Billingsley Kimberley J, Meredith Melissa, Daida Kensuke, Jerez Pilar Alvarez, Negi Shloka, Malik Laksh, Genner Rylee M, Moller Abraham, Zheng Xinchang, Gibson Sophia B, Mastoras Mira, Baker Breeana, Kouam Cedric, Paquette Kimberly, Jarreau Paige, Makarious Mary B, Moore Anni, Hong Samantha, Vitale Dan, Shah Syed, Monlong Jean, Pantazis Caroline B, Asri Mobin, Shafin Kishwar, Carnevali Paolo, Marenco Stefano, Auluck Pavan, Mandal Ajeet, Miga Karen H, Rhie Arang, Reed Xylena, Ding Jinhui, Cookson Mark R, Nalls Mike, Singleton Andrew, Miller Danny E, Chaisson Mark, Timp Winston, Gibbs J Raphael, Phillippy Adam M, Kolmogorov Mikhail, Jain Miten, Sedlazeck Fritz J, Paten Benedict, Blauwendraat Cornelis
Center for Alzheimer's and Related Dementias, National Institute on Aging and National Institute of Neurological Disorders and Stroke, National Institutes of Health, Bethesda, MD, USA.
UC Santa Cruz Genomics Institute, Santa Cruz, CA, USA.
bioRxiv. 2024 Dec 17:2024.12.16.628723. doi: 10.1101/2024.12.16.628723.

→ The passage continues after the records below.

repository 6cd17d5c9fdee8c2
pub mod dispatcher;
use anyhow::Result;
use async_trait::async_trait;
use uuid::Uuid;

use super::{queries, DbPool};
use crate::models::contact::{EmergencyContact, UserIdentity};

/// Read access to users and their emergency contacts.
#[async_trait]
pub trait ContactStore: Send + Sync {
    /// Verified contacts in creation order. An empty vector is not an error.
    async fn verified_contacts(&self, user_id: Uuid) -> Result<Vec<EmergencyContact>>;

    async fn find_user(&self, user_id: Uuid) -> Result<Option<UserIdentity>>;

    /// Marks the user's contacts with this phone as verified, returning how
    /// many rows changed.
    async fn mark_verified(&self, user_id: Uuid, phone: &str) -> Result<u64>;
}

pub struct PgContactStore {
    pool: DbPool,
}

impl PgContactStore {
    pub fn new(pool: DbPool) -> Self {
        Self { pool }
    }
}

#[async_trait]
impl ContactStore for PgContactStore {
    async fn verified_contacts(&self, user_id: Uuid) -> Result<Vec<EmergencyContact>> {
        let contacts = sqlx::query_as::<_, EmergencyContact>(queries::SELECT_VERIFIED_CONTACTS)
            .bind(user_id)
            .fetch_all(&self.pool)
            .await?;
        Ok(contacts)
    }

    async fn find_user(&self, user_id: Uuid) -> Result<Option<UserIdentity>> {
        let user = sqlx::query_as::<_, UserIdentity>(queries::SELECT_USER)
            .bind(user_id)
            .fetch_optional(&self.pool)
            .await?;
        Ok(user)
    }

    async fn mark_verified(&self, user_id: Uuid, phone: &str) -> Result<u64> {
        let result = sqlx::query(queries::MARK_CONTACTS_VERIFIED)
            .bind(user_id)
            .bind(phone)
            .execute(&self.pool)
            .await?;
        Ok(result.rows_affected())
    }
}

Structural variants (SVs) drive gene expression in the human brain and are causative of many neurological conditions. However, most existing genetic studies have been based on short-read sequencing methods, which capture fewer than half of the SVs present in any one individual. Long-read sequencing (LRS) enhances our ability to detect disease-associated and functionally relevant structural variants (SVs); however, its application in large-scale genomic studies has been limited by challenges in sample preparation and high costs. Here, we leverage a new scalable wet-lab protocol and computational pipeline for whole-genome Oxford Nanopore Technologies sequencing and apply it to neurologically normal control samples from the North American Brain Expression Consortium (NABEC) (European ancestry) and Human Brain Collection Core (HBCC) (African or African admixed ancestry) cohorts. Through this work, we present a publicly available long-read resource from 351 human brain samples (median N50: 27 Kbp and at an average depth of ~40x genome coverage). We discover approximately 234,905 SVs and produce locally phased assemblies that cover 95% of all protein-coding genes in GRCh38. Utilizing matched expression datasets for these samples, we apply quantitative trait locus (QTL) analyses and identify SVs that impact gene expression in post-mortem frontal cortex brain tissue. Further, we determine haplotype-specific methylation signatures at millions of CpGs and, with this data, identify cis-acting SVs. In summary, these results highlight that large-scale LRS can identify complex regulatory mechanisms in the brain that were inaccessible using previous approaches. We believe this new resource provides a critical step toward understanding the biological effects of genetic variation in the human brain.
结构变异(SVs)驱动人类大脑中的基因表达,并导致许多神经系统疾病。然而,大多数现有的基因研究都基于短读长测序方法,这种方法捕获的任何一个个体中存在的SVs不到一半。长读长测序(LRS)增强了我们检测与疾病相关和功能相关的结构变异(SVs)的能力;然而,其在大规模基因组研究中的应用受到样本制备挑战和高成本的限制。在这里,我们利用一种新的可扩展湿实验室方案和计算流程进行全基因组牛津纳米孔技术测序,并将其应用于来自北美大脑表达联盟(NABEC)(欧洲血统)和人类大脑收集核心(HBCC)(非洲或非洲混合血统)队列的神经正常对照样本。通过这项工作,我们展示了一个来自351个人类大脑样本的公开可用长读长资源(中位数N50:27 Kbp,平均基因组覆盖深度约为40倍)。我们发现了大约234,905个SVs,并生成了覆盖GRCh38中所有蛋白质编码基因95%的局部定相组装。利用这些样本的匹配表达数据集,我们进行数量性状基因座(QTL)分析,并识别影响死后额叶皮质脑组织中基因表达的SVs。此外,我们确定了数百万个CpG位点的单倍型特异性甲基化特征,并利用这些数据识别顺式作用SVs。总之,这些结果突出表明,大规模LRS可以识别以前方法无法触及的大脑中复杂的调控机制。我们相信,这个新资源为理解人类大脑中遗传变异的生物学效应迈出了关键一步。